6. Synthesis and Conclusions
The evidence reviewed across this analysis points to a consistent conclusion: geopolitical disruptions are no longer exceptional events but structural features of the global energy system. The Russia-Ukraine war, Middle East conflicts, US-China tensions, and climate-related disruptions have exposed the systemic risks of fossil fuel-dependent and geographically concentrated energy supply chains.
Three interconnected mitigation pathways emerge from the literature: redesigning supply chains through regionalisation and reduced fossil fuel dependence, deploying digital technologies to improve resilience and visibility, and accelerating renewable energy systems with hydrogen as a key enabling energy carrier. The most resilient systems will integrate all three approaches.
Hydrogen has significant potential, but its success depends on effective governance, transparent certification systems, and diversified supply chains to avoid reproducing fossil fuel-era dependencies.

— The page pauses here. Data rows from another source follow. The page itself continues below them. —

//! Root scope seeding: primitive type names and the standard library.

use crate::ast::{
    ast::Resolution,
    types::{FunctionSignature, ParameterSignature, Type},
};

use super::environment::{Binding, BindingKind, ClassBinding, Environment};

/// (source name, type)
const PRIMITIVES: [(&str, Type); 5] = [
    ("int", Type::Integer),
    ("long", Type::Long),
    ("string", Type::String),
    ("bool", Type::Boolean),
    ("none", Type::None),
];

/// (source name, target name, parameter types, return type)
const STDLIB: [(&str, &str, Type, Type); 4] = [
    ("str", "String", Type::Integer, Type::String),
    ("parseInt", "parseInt", Type::String, Type::Integer),
    ("toLong", "BigInt", Type::Integer, Type::Long),
    ("toInt", "Number", Type::Long, Type::Integer),
];

/// Builds the root scope every compile starts from. The result is never
/// mutated by the type checker, so one value can serve many compiles.
pub fn root_environment() -> Environment<'static> {
    let mut env = Environment::new();

    for (name, ty) in PRIMITIVES {
        env.define_class(
            name,
            ClassBinding {
                resolution: Resolution::Builtin(name),
                ty,
                constructor: None,
            },
        );
    }

    for (name, target, parameter, return_type) in STDLIB {
        let signature = FunctionSignature {
            parameters: vec![ParameterSignature {
                ty: parameter,
                has_default: false,
            }],
            return_type,
            is_async: false,
        };

        env.define_variable(
            name,
            Binding {
                resolution: Resolution::Builtin(target),
                ty: Type::Function(Box::new(signature)),
                kind: BindingKind::Builtin,
            },
        );
    }

    env
}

For the UK, strong offshore expertise, research capacity, and policy momentum provide a credible basis for hydrogen leadership. However, challenges remain, including infrastructure conversion, manufacturing dependencies, financing gaps, and post-Brexit trade alignment. Achieving the UK’s hydrogen ambitions will require stronger investment, regulatory certainty, and deeper international supply chain partnerships.
Ultimately, the energy transition is fundamentally a supply chain transformation. Its success will shape not only climate outcomes, but also national security, economic resilience, and long-term social wellbeing.